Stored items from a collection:
= = = =

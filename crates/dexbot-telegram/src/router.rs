use std::sync::Arc;

use teloxide::{dispatching::Dispatcher, dptree, prelude::*, types::BotCommand};

use tokio::sync::Mutex;

use dexbot_core::{
    config::Config,
    domain::ChatId,
    messaging::{
        port::MessagingPort,
        throttled::{ThrottleConfig, ThrottledMessenger},
    },
    ports::PairSource,
    security::RateLimiter,
    watcher::{PairWatcher, WatchSettings},
};

use crate::handlers;
use crate::TelegramMessenger;

#[derive(Clone)]
pub struct AppState {
    pub cfg: Arc<Config>,
    pub source: Arc<dyn PairSource>,
    pub messenger: Arc<dyn MessagingPort>,
    pub watcher: PairWatcher,
    pub rate_limiter: Arc<Mutex<RateLimiter>>,
}

impl AppState {
    pub fn new(
        cfg: Arc<Config>,
        source: Arc<dyn PairSource>,
        messenger: Arc<dyn MessagingPort>,
    ) -> Self {
        let watcher = PairWatcher::new(
            source.clone(),
            messenger.clone(),
            WatchSettings {
                query: cfg.search_query.clone(),
                chain_id: cfg.chain_id.clone(),
                interval: cfg.watch_interval,
            },
        );
        let rate_limiter = Arc::new(Mutex::new(RateLimiter::new(
            cfg.rate_limit_enabled,
            cfg.rate_limit_requests,
            cfg.rate_limit_window,
        )));

        Self {
            cfg,
            source,
            messenger,
            watcher,
            rate_limiter,
        }
    }
}

fn bot_commands() -> Vec<BotCommand> {
    vec![
        BotCommand::new("scan", "Scan Dexscreener pairs (optional query)"),
        BotCommand::new("watch", "Alert this chat about new pairs"),
        BotCommand::new("unwatch", "Stop new-pair alerts"),
        BotCommand::new("status", "Show watcher status"),
        BotCommand::new("help", "Show help"),
    ]
}

pub async fn run_polling(cfg: Arc<Config>, source: Arc<dyn PairSource>) -> anyhow::Result<()> {
    cfg.require_telegram()?;
    let bot = Bot::new(cfg.telegram_bot_token.clone());

    match bot.get_me().await {
        Ok(me) => tracing::info!(username = %me.username(), "dexbot started"),
        Err(e) => tracing::warn!(error = %e, "get_me failed"),
    }
    tracing::info!(
        allowed_users = cfg.telegram_allowed_users.len(),
        chain = %cfg.chain_id,
        query = %cfg.search_query,
        "bot configuration"
    );

    if let Err(e) = bot.set_my_commands(bot_commands()).await {
        tracing::warn!(error = %e, "failed to register bot commands");
    }

    // Throttle on top of the adapter's one-shot RetryAfter retry; alerts fan out
    // to every subscriber at once.
    let raw_messenger: Arc<dyn MessagingPort> = Arc::new(TelegramMessenger::new(bot.clone()));
    let messenger: Arc<dyn MessagingPort> = Arc::new(ThrottledMessenger::new(
        raw_messenger,
        ThrottleConfig::default(),
    ));

    let state = Arc::new(AppState::new(cfg.clone(), source, messenger));

    if cfg.watch_auto_subscribe {
        for &user_id in &cfg.telegram_allowed_users {
            state.watcher.subscribe(ChatId(user_id)).await;
        }
    }
    state.watcher.start().await;

    let handler =
        dptree::entry().branch(Update::filter_message().endpoint(handlers::handle_message));

    Dispatcher::builder(bot, handler)
        .dependencies(dptree::deps![state.clone()])
        .build()
        .dispatch()
        .await;

    state.watcher.stop().await;
    tracing::info!("dispatcher stopped");
    Ok(())
}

= = = =

WORK TASK
Lines with "BotCommand": find them in the data and copy each one.

RESULT OF THE TASK
use teloxide::{dispatching::Dispatcher, dptree, prelude::*, types::BotCommand};
fn bot_commands() -> Vec<BotCommand> {
        BotCommand::new("scan", "Scan Dexscreener pairs (optional query)"),
        BotCommand::new("watch", "Alert this chat about new pairs"),
        BotCommand::new("unwatch", "Stop new-pair alerts"),
        BotCommand::new("status", "Show watcher status"),
        BotCommand::new("help", "Show help"),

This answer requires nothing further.